I ran across the following sentence while I read a book.
ex. ..., since there is available such a useful avenue for those who have become familiar with the study of nature,.....

To me, it seems the underlined long noun-phrase is a postponed subject.
But, I am not so sure that a noun-phrase can be postponed leaving the expletive there in the subject position.
a. Is this grammatically right?
b. If it is, how frequently is this type of construction used in the written or spoken type of English?
  

Top answer

cho7712 To me, it seems the underlined long noun-phrase is a postponed subject. You haven’t underlined the entire NP: …there is available such a useful avenue for those who have become familiar with the study of nature … It’s a displaced subject, which is not really a kind of subject but a phrase that corresponds to the subject of the clause’s non-existential counterpart ( Such a useful avenue for those who have become familiar with the study of nature is available ). The existential version is strongly preferred.
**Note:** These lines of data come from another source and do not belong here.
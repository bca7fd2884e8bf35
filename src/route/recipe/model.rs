use chrono::{DateTime, Utc};
use serde::{Deserialize, Serialize};
use uuid::Uuid;
use validator::Validate;

use crate::route::category::model::Category;

/// Number of recipes on each page of the listing.
pub const PAGE_SIZE: i64 = 6;

/// A single recipe.
#[derive(Debug, Clone, Serialize, sqlx::FromRow)]
pub struct Recipe {
	pub id: i64,
	pub title: String,
	/// The body of the recipe: ingredients and steps.
	pub text: String,
	pub author_id: Uuid,
	pub created_date: DateTime<Utc>,
	/// The time from which the recipe is listed, if it has been published.
	pub published_date: Option<DateTime<Utc>>,
}

#[derive(Debug, Serialize, sqlx::FromRow)]
pub struct Comment {
	pub id: i64,
	pub recipe_id: i64,
	pub author: String,
	pub content: String,
	pub created_date: DateTime<Utc>,
}

/// A recipe with everything its detail page shows.
#[derive(Debug, Serialize)]
pub struct RecipeDetail {
	pub recipe: Recipe,
	pub author: Option<String>,
	pub categories: Vec<Category>,
	pub comments: Vec<Comment>,
}

#[derive(Debug, Default, Deserialize, Serialize, Validate)]
pub struct RecipeInput {
	#[serde(default)]
	#[validate(length(min = 1, max = 200, message = "må være mellom 1 og 200 tegn"))]
	pub title: String,
	#[serde(default)]
	#[validate(length(min = 1, message = "kan ikke være tom"))]
	pub text: String,
	/// Ids of the selected categories.
	#[serde(default)]
	pub categories: Vec<i64>,
}

#[derive(Debug, Default, Deserialize, Serialize, Validate)]
pub struct CommentInput {
	#[serde(default)]
	#[validate(length(min = 1, max = 64, message = "må være mellom 1 og 64 tegn"))]
	pub author: String,
	#[serde(default)]
	#[validate(length(min = 1, message = "kan ikke være tom"))]
	pub content: String,
}

/// A category in the recipe form's select box.
#[derive(Debug, Serialize)]
pub struct CategoryOption {
	pub id: i64,
	pub name: String,
	pub selected: bool,
}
  • cho7712 To me, it seems the underlined long noun-phrase is a postponed subject.
  • You haven’t underlined the entire NP: …there is available such a useful avenue for those who have become familiar with the study of nature … It’s a displaced subject, which is not really a kind of subject but a phrase that corresponds to the subject of the clause’s non-existential counterpart ( Such a useful avenue for those who have become familiar with the study of nature is available ).
  • The existential version is strongly preferred.
  • cho7712 If it is, how frequently is this type of construction used in the written or spoken type of English?
  • Very.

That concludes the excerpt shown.